Stored data
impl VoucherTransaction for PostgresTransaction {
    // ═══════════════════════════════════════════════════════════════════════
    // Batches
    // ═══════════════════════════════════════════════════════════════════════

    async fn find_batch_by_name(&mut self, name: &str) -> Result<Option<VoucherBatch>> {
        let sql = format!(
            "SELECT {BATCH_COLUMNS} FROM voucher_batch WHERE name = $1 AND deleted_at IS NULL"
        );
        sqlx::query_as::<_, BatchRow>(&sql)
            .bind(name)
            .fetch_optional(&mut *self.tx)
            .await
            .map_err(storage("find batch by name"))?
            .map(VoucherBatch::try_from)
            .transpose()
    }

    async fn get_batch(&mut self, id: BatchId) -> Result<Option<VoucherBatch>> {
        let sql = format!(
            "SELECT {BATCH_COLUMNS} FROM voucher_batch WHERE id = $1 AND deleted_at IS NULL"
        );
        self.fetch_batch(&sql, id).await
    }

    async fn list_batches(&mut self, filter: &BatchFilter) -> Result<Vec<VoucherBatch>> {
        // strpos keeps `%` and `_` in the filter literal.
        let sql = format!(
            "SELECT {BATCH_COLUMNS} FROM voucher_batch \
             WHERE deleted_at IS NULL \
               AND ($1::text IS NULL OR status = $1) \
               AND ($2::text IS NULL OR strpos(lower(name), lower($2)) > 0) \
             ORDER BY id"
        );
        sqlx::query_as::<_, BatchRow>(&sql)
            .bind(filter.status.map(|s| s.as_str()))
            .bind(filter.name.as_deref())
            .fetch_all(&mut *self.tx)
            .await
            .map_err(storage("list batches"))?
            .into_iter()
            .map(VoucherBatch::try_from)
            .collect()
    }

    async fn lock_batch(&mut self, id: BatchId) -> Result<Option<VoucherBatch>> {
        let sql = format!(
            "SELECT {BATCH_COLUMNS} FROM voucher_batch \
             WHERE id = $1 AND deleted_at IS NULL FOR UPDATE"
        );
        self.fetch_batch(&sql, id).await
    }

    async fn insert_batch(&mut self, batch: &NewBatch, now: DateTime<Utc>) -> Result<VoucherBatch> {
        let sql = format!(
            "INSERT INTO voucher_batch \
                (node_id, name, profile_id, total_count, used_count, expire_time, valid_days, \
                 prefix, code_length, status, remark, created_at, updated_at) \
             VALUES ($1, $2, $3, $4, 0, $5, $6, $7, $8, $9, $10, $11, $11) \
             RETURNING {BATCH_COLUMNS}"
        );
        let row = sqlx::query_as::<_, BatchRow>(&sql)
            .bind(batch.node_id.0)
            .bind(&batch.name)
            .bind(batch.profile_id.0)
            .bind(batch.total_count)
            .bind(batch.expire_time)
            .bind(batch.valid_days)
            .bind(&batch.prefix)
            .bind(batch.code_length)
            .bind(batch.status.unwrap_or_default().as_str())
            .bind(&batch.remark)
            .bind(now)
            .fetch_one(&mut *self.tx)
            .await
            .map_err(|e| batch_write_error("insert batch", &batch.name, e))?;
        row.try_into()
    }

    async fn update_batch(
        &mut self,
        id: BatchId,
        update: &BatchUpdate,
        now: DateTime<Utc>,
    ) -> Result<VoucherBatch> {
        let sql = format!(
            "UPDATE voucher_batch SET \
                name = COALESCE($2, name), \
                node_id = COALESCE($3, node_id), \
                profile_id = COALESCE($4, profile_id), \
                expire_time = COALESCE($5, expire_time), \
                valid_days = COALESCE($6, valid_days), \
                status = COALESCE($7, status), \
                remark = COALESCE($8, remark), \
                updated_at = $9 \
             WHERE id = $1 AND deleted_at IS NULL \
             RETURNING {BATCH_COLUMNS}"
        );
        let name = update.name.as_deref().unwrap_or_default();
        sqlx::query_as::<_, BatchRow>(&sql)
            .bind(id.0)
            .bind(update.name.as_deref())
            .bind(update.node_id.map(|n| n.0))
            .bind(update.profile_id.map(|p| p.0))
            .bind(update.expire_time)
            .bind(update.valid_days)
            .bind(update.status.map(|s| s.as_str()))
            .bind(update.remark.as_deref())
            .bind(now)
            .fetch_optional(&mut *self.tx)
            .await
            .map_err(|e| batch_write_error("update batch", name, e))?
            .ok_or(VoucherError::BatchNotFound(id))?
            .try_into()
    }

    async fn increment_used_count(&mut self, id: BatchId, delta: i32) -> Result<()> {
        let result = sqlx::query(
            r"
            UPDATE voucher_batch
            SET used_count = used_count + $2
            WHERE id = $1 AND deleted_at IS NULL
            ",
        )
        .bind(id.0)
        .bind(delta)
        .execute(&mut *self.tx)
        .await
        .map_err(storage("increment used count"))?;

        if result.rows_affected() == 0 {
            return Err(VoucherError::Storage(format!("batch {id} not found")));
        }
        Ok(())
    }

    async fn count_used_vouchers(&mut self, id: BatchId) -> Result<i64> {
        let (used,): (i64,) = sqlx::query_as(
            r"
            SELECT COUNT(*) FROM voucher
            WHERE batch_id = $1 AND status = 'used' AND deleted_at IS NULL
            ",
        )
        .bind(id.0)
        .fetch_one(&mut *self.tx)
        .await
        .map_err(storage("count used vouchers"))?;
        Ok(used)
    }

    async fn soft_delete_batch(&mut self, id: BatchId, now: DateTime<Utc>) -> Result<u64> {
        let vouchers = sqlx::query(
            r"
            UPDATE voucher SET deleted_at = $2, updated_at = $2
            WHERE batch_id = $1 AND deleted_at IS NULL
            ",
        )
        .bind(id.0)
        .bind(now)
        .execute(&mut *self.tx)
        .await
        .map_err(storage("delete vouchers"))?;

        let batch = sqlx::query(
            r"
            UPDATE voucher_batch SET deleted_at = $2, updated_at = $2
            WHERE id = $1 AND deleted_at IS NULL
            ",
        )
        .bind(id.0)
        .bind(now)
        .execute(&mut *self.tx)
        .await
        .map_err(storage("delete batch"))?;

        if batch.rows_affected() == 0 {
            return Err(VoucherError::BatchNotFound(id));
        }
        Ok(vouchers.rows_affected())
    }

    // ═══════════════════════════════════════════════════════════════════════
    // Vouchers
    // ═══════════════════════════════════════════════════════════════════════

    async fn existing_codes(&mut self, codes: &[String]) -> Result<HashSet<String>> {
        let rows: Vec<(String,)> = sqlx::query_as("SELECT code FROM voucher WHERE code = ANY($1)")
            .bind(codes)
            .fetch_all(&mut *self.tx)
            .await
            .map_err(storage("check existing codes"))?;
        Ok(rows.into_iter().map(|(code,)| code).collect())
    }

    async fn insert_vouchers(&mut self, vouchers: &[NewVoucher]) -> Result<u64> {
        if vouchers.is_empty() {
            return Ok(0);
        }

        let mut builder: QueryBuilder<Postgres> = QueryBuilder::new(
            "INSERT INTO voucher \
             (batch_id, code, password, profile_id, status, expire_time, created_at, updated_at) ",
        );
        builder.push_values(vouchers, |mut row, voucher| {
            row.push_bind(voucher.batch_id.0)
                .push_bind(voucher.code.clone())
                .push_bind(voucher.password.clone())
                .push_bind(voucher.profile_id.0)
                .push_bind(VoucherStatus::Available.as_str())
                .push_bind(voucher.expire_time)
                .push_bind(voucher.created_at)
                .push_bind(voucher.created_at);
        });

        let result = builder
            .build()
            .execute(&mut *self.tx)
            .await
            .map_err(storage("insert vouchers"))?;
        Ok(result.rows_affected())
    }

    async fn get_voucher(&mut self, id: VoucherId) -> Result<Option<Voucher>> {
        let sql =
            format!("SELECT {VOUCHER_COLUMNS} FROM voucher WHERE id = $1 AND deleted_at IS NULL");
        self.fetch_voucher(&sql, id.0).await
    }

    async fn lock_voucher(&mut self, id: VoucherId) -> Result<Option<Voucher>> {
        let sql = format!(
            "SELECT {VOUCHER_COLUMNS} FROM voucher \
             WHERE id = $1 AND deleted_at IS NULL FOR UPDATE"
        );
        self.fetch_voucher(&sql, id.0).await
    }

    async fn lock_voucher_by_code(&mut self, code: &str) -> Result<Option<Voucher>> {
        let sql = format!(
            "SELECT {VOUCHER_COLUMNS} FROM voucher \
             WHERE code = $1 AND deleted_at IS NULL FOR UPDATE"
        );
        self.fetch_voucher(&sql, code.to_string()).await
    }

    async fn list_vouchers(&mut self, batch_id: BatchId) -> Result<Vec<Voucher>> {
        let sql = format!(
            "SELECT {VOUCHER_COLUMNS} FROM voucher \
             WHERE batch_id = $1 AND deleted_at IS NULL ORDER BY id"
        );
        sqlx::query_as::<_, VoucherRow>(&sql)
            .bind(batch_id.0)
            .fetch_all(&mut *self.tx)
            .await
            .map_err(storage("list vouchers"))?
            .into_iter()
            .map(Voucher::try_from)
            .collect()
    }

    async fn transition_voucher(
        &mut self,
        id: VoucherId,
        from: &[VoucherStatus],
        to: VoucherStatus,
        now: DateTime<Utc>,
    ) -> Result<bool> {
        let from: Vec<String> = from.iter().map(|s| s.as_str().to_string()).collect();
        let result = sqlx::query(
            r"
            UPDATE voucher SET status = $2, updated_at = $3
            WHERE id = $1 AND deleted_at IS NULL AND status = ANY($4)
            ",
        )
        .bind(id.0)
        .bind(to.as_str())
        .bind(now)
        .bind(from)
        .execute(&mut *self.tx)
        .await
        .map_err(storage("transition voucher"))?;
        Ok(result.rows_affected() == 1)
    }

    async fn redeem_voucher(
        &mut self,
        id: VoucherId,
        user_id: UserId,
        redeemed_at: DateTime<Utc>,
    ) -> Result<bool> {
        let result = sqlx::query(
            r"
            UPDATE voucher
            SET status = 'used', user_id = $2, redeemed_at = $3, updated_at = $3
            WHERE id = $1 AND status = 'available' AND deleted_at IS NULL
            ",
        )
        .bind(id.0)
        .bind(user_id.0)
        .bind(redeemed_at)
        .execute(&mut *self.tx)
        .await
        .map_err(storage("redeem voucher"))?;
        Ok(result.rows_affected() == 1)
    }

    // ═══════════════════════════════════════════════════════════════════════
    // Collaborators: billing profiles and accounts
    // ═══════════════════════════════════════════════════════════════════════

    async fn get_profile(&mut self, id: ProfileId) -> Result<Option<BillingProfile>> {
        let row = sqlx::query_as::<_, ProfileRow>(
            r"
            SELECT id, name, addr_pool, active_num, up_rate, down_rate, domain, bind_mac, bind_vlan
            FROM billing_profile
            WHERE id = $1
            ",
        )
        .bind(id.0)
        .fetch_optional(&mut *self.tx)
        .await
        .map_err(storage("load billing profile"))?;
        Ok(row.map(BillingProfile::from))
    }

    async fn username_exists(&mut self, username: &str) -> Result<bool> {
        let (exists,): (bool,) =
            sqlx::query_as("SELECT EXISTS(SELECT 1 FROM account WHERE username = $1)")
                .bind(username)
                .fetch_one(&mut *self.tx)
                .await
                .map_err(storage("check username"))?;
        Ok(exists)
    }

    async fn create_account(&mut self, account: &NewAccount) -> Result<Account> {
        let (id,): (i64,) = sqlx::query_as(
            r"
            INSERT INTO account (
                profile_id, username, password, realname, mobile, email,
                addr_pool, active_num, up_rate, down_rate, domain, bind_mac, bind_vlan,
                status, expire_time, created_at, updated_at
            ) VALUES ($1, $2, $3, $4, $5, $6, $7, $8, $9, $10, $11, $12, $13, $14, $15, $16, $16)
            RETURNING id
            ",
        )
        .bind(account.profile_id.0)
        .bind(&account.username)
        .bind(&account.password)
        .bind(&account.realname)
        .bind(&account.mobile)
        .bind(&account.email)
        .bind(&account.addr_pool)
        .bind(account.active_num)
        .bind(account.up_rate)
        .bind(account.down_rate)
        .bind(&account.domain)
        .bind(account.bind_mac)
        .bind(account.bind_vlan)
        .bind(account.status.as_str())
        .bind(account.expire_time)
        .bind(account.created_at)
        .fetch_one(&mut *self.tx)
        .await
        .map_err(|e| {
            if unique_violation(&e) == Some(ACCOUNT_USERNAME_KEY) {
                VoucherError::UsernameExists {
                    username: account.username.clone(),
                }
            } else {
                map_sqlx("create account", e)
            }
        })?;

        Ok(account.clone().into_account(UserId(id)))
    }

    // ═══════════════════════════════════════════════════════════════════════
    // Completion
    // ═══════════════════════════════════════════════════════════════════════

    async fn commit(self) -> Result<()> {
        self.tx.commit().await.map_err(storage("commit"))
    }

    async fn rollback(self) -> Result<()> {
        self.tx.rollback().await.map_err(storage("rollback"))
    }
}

==

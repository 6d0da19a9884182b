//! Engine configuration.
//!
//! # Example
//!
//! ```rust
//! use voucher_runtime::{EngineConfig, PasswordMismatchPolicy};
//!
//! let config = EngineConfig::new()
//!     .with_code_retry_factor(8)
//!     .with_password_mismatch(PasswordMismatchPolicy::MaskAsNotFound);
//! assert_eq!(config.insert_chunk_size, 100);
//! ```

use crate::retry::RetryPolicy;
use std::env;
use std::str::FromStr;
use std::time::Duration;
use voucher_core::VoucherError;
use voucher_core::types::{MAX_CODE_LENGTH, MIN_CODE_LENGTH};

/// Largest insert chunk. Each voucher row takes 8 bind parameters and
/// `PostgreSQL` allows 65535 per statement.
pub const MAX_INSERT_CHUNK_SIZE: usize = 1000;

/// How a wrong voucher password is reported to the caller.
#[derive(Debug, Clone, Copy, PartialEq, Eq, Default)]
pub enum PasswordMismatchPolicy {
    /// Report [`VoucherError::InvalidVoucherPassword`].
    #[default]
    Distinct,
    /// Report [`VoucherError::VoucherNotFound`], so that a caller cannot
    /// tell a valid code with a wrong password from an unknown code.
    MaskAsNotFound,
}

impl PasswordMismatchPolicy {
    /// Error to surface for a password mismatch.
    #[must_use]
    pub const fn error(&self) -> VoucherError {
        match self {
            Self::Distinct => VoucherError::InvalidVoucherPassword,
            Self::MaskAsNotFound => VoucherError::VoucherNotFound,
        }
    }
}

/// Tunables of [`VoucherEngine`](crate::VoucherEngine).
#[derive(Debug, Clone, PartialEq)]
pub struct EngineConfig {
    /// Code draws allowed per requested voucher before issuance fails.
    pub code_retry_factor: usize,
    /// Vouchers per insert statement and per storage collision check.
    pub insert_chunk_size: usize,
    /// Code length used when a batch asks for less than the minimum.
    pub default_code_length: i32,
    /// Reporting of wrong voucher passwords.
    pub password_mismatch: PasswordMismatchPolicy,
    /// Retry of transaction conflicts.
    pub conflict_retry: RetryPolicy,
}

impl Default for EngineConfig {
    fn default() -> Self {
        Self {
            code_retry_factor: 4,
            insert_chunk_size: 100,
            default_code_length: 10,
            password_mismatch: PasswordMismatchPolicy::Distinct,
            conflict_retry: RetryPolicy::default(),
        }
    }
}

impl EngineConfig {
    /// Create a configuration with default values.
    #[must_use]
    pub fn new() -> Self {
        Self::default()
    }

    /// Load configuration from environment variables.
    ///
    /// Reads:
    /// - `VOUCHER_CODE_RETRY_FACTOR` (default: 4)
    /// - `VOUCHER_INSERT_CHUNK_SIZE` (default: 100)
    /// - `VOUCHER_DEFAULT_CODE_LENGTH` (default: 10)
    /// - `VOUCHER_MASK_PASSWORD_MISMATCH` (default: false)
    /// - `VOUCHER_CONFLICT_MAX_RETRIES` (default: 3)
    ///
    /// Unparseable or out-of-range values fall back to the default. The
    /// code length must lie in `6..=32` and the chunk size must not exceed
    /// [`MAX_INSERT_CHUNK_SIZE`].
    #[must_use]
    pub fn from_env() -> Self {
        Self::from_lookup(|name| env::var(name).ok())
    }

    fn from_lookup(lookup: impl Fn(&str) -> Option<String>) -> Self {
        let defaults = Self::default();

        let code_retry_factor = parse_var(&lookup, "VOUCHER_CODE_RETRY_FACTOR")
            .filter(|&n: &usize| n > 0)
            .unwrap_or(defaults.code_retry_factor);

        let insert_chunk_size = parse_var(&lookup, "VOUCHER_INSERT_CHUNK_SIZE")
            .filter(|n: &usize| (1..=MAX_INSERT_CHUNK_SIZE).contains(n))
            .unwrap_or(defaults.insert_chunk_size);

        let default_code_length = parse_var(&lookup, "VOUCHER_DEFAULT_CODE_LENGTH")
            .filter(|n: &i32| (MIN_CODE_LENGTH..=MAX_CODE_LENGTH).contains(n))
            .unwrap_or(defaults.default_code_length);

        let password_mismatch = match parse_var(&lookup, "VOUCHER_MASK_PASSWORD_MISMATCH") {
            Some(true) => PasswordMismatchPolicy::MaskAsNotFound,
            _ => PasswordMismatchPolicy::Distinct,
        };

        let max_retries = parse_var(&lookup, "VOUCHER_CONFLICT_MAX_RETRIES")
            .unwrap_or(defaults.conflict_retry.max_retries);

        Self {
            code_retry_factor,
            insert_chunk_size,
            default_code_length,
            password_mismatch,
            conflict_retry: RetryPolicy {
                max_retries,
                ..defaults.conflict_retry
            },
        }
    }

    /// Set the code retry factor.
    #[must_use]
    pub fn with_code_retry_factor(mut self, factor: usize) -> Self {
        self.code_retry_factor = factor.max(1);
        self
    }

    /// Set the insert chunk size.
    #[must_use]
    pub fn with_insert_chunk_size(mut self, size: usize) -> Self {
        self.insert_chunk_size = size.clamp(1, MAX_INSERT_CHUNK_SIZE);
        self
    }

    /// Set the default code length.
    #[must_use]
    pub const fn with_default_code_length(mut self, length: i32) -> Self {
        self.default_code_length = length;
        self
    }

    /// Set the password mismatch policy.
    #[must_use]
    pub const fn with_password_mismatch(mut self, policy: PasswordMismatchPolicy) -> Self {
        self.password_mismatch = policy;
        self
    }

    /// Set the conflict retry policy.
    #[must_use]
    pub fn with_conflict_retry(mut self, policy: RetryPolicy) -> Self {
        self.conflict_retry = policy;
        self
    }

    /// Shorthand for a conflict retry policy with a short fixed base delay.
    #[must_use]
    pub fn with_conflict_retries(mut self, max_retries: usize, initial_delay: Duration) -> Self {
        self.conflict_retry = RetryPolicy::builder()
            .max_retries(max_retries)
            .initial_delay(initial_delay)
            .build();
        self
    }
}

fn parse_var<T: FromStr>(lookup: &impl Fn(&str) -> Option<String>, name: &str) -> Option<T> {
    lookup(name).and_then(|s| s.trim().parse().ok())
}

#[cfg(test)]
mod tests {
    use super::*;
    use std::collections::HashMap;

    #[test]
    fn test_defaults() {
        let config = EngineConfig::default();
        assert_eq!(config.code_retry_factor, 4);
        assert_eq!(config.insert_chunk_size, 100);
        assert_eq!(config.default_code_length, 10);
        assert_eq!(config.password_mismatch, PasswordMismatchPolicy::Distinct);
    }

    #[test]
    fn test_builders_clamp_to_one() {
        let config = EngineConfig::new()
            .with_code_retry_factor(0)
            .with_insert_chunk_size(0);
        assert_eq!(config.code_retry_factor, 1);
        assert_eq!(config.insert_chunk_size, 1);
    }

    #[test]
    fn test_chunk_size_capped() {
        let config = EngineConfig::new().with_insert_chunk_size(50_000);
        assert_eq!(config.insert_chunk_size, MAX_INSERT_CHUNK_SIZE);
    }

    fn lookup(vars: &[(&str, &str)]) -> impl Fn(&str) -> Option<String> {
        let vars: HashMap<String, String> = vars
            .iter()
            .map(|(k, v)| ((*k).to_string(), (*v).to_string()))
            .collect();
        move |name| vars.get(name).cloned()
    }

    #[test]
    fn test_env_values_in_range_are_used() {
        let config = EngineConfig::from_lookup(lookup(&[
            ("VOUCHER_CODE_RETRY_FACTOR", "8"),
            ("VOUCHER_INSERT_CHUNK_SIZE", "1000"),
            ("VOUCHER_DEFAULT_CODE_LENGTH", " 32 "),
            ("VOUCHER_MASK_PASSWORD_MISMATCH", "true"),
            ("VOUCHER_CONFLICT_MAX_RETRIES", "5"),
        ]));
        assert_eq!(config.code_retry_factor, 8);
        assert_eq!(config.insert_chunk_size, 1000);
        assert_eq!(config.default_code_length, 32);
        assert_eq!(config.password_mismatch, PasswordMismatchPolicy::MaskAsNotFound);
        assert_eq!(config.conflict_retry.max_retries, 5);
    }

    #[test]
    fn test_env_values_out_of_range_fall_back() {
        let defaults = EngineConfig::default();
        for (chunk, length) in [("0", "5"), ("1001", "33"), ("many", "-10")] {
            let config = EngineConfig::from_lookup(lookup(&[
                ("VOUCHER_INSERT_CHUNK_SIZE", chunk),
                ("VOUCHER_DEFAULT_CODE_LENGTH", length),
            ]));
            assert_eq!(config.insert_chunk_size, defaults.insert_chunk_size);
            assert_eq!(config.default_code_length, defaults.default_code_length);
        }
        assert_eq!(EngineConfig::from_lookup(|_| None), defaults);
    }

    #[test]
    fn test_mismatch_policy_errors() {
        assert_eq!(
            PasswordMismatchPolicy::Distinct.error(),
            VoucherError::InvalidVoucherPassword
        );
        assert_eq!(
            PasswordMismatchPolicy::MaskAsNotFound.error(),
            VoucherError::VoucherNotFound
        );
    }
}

• **Requirement**
Determine how many lines of the entries above carry the string "commit", and give that number alone.

• **Output of the task**
2